* ACTIVITY *
Lines from the entries below that hold "maximum" form the answer; copy all of them.

* AVAILABLE DATA *
══════
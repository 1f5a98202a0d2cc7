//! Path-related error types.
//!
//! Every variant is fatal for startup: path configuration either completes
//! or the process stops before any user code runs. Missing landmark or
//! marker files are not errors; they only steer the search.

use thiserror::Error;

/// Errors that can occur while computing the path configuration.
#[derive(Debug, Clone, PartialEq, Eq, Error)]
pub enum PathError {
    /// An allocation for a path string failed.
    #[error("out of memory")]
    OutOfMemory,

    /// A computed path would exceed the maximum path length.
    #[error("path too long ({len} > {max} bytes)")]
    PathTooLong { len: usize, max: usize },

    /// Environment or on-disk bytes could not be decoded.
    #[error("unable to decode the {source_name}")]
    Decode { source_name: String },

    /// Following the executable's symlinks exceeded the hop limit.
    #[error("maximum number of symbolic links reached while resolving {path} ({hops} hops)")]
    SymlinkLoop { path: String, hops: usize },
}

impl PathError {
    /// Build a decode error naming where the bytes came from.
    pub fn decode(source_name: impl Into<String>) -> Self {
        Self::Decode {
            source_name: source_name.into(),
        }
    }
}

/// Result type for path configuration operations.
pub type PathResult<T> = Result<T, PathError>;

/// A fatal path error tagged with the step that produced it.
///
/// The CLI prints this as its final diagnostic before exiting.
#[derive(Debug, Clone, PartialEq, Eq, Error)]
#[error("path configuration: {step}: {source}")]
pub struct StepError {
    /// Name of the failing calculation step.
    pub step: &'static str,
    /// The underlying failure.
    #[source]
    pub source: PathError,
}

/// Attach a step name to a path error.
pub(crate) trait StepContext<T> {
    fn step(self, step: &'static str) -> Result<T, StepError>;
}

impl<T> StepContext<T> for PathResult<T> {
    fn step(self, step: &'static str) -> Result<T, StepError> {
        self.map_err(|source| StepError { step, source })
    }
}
══════
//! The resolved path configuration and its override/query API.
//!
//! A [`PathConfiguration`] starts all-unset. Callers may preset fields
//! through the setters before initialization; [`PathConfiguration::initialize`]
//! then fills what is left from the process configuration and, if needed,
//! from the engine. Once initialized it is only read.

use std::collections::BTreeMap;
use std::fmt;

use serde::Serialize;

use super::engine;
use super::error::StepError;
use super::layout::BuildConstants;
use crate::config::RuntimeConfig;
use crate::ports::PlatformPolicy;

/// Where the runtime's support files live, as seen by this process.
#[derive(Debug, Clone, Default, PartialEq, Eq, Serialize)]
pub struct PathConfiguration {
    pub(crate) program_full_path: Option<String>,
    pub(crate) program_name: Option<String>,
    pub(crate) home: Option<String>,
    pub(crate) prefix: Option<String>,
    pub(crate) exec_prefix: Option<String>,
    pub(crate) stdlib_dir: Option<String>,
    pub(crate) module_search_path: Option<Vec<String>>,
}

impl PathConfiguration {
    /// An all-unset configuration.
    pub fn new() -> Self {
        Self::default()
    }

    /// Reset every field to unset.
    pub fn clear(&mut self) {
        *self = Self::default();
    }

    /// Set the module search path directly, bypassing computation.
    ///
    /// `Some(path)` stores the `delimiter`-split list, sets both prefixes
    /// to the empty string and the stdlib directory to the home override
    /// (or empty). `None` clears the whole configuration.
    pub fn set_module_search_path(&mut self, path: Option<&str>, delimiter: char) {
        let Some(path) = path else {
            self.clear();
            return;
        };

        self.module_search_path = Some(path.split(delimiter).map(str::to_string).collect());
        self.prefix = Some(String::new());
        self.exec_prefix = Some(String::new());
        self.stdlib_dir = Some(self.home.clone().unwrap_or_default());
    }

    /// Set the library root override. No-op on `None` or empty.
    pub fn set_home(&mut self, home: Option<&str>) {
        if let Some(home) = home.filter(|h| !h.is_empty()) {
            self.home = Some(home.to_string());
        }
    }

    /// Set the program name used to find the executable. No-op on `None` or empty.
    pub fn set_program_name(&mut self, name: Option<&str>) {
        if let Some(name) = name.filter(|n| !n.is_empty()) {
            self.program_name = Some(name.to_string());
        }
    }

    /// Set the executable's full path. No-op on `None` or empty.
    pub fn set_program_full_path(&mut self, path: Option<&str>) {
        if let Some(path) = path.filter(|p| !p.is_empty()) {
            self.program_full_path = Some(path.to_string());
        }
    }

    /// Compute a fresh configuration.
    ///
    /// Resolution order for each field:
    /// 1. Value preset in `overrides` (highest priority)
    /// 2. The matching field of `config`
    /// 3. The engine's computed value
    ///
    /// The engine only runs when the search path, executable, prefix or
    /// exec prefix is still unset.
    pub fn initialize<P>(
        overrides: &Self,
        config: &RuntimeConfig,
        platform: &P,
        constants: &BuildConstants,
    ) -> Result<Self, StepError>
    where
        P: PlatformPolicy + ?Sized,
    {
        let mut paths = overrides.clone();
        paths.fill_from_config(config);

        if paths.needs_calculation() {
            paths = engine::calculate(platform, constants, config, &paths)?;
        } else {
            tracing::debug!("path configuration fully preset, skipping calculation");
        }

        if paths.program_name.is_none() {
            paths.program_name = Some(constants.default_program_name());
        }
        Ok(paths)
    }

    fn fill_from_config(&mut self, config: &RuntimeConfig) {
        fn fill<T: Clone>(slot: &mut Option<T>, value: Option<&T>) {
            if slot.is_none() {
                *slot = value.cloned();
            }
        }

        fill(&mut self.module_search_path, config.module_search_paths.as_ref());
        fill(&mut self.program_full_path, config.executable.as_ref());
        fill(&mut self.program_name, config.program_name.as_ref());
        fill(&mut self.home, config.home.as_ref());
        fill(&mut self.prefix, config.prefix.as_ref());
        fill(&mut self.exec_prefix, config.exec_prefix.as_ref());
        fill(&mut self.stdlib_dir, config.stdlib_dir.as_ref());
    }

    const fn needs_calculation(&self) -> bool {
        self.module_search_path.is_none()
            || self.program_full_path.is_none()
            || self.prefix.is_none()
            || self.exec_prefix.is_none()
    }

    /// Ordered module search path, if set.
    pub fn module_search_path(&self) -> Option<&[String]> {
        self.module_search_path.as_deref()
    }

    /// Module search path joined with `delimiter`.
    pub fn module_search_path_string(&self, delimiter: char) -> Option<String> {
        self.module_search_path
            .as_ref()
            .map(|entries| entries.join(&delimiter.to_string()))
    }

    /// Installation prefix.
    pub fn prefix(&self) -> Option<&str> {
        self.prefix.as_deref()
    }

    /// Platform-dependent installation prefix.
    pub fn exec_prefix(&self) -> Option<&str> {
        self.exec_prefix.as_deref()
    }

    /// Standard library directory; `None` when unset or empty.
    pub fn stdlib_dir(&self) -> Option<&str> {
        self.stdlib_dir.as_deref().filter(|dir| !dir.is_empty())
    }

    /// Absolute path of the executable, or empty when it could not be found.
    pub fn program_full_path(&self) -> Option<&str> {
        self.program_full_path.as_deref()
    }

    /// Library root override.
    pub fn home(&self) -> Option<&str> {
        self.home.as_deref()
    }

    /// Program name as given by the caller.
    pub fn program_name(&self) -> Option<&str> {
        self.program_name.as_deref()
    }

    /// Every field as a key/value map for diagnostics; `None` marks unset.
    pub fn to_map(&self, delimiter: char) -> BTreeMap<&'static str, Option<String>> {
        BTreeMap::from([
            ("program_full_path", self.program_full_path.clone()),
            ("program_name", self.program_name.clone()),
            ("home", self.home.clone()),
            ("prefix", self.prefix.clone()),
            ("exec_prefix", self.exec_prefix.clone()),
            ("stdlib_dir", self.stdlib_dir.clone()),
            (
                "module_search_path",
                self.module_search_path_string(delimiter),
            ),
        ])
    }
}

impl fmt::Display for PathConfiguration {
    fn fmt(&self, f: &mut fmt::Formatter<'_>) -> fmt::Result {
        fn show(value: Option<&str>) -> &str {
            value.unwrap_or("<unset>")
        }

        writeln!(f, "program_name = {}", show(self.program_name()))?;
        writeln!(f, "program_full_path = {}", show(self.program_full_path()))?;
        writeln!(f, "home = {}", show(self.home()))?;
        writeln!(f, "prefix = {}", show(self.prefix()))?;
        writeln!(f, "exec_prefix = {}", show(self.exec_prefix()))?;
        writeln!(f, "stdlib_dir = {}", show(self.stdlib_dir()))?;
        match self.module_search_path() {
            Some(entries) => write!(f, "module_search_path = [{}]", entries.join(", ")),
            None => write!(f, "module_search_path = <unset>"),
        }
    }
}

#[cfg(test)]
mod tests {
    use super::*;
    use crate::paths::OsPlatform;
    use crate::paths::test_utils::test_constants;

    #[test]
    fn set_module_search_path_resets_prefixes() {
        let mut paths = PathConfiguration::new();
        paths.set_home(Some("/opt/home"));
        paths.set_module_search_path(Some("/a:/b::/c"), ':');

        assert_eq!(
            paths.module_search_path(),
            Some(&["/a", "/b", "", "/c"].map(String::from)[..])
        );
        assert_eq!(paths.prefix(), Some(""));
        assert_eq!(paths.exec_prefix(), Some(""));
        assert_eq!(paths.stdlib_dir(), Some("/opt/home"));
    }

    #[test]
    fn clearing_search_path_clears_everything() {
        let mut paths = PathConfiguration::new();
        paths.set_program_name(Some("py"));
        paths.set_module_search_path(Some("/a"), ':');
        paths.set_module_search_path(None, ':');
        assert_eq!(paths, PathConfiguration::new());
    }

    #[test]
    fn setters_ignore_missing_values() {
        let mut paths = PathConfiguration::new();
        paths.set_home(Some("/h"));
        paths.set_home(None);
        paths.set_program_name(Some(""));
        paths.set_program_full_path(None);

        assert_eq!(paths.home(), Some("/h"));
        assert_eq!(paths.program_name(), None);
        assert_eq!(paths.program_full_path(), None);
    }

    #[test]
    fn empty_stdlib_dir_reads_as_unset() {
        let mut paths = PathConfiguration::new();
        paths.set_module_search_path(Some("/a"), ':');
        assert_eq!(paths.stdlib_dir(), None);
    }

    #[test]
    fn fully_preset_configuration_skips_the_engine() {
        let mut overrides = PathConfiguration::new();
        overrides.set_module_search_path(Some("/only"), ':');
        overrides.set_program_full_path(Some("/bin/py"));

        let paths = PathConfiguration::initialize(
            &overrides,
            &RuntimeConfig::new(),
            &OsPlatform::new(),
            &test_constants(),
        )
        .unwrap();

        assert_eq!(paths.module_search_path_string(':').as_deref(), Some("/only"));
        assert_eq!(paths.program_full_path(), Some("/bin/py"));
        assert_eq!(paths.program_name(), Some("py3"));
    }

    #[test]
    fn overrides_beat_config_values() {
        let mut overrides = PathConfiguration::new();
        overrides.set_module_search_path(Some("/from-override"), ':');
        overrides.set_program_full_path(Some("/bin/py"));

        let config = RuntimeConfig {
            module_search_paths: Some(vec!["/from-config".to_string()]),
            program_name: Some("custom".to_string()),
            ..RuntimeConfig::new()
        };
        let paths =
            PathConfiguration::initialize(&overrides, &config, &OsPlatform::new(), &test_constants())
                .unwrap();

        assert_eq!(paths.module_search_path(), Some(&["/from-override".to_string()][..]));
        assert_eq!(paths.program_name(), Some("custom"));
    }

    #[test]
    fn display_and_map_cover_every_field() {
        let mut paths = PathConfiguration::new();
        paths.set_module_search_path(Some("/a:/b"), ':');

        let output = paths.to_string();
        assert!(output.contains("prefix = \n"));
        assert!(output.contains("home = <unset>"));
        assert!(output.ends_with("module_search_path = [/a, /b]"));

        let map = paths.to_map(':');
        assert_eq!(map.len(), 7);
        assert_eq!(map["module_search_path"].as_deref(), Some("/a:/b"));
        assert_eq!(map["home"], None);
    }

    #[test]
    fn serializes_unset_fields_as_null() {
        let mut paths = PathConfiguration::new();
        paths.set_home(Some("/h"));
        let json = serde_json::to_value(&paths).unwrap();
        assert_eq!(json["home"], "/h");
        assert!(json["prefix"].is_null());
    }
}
══════
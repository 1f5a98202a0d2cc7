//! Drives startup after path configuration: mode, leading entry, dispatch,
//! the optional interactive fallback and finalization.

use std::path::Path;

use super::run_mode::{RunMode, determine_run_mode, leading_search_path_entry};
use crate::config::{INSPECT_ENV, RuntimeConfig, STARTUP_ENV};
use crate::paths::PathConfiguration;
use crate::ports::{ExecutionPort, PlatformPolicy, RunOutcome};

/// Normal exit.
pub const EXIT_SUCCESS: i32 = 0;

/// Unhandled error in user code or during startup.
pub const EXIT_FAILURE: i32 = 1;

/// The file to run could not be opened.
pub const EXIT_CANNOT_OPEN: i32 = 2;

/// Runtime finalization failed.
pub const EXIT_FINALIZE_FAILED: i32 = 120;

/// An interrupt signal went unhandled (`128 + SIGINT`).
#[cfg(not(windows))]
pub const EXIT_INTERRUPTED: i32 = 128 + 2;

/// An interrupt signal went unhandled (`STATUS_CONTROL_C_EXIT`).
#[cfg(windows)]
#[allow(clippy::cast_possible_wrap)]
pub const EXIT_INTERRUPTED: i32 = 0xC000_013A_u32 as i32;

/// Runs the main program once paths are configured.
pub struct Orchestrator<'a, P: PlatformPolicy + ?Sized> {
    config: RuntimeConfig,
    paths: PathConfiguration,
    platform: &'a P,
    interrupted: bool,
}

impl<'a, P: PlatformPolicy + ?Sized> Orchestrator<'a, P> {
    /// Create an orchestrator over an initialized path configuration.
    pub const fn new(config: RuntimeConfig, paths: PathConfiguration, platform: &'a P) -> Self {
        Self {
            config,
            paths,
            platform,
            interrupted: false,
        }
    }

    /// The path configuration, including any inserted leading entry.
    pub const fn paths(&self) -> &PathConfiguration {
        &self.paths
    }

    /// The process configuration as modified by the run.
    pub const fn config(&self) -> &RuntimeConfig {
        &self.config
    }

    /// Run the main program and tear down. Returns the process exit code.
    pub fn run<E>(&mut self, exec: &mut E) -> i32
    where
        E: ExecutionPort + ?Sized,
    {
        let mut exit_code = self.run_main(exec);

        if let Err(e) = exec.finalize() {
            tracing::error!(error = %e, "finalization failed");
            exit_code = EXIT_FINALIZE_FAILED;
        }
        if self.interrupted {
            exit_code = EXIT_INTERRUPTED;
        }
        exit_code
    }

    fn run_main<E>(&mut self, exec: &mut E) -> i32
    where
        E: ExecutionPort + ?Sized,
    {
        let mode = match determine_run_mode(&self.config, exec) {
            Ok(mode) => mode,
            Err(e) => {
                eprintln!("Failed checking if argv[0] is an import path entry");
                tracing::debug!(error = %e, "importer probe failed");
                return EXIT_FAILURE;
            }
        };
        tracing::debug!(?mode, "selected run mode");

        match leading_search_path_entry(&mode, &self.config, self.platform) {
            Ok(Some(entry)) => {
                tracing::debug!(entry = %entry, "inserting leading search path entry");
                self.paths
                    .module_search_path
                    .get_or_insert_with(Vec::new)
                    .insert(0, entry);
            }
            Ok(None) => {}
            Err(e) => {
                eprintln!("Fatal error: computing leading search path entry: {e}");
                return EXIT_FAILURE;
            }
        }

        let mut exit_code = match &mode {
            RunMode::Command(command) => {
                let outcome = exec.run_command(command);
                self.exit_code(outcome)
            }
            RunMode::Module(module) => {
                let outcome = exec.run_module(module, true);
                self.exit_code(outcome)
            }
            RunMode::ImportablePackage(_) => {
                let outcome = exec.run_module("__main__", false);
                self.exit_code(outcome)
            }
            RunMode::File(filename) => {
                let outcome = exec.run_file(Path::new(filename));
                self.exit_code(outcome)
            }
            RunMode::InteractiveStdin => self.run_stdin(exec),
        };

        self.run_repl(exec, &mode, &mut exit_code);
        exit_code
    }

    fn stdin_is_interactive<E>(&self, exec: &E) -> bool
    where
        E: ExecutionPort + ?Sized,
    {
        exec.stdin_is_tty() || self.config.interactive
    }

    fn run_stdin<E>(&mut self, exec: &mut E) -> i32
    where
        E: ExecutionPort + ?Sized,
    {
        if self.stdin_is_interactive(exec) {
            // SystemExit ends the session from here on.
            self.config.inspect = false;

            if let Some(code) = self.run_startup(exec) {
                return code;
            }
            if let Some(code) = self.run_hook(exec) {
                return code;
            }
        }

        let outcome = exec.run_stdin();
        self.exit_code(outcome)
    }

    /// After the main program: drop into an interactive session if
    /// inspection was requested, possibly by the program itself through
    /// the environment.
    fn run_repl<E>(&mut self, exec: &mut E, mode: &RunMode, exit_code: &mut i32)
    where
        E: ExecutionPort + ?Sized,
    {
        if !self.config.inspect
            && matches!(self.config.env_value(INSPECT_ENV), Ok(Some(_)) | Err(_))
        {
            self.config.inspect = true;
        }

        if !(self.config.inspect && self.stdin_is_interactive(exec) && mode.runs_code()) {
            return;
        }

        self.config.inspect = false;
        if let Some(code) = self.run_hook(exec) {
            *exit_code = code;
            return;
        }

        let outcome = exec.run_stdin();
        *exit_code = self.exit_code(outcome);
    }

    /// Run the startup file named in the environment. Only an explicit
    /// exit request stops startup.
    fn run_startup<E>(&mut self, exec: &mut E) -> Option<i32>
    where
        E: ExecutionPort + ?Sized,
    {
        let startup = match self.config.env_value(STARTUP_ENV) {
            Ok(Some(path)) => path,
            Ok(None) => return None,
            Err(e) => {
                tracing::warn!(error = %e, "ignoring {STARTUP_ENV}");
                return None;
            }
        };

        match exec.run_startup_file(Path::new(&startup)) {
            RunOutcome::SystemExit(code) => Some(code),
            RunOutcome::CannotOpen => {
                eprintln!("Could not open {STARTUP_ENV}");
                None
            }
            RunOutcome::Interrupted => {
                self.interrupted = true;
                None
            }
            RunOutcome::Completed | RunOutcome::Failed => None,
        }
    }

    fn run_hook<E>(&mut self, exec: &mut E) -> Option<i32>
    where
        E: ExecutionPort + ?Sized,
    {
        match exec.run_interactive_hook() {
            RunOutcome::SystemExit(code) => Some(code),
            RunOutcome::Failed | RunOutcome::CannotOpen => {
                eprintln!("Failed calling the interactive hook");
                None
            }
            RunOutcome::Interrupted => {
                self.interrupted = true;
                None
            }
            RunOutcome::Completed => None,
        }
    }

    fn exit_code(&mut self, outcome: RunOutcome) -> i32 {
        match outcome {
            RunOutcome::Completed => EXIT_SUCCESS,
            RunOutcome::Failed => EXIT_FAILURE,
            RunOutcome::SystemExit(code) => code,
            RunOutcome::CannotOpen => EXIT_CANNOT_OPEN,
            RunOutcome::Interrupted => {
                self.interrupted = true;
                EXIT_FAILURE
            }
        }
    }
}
══════
* ANSWER BOX *
    /// A computed path would exceed the maximum path length.
    #[error("maximum number of symbolic links reached while resolving {path} ({hops} hops)")]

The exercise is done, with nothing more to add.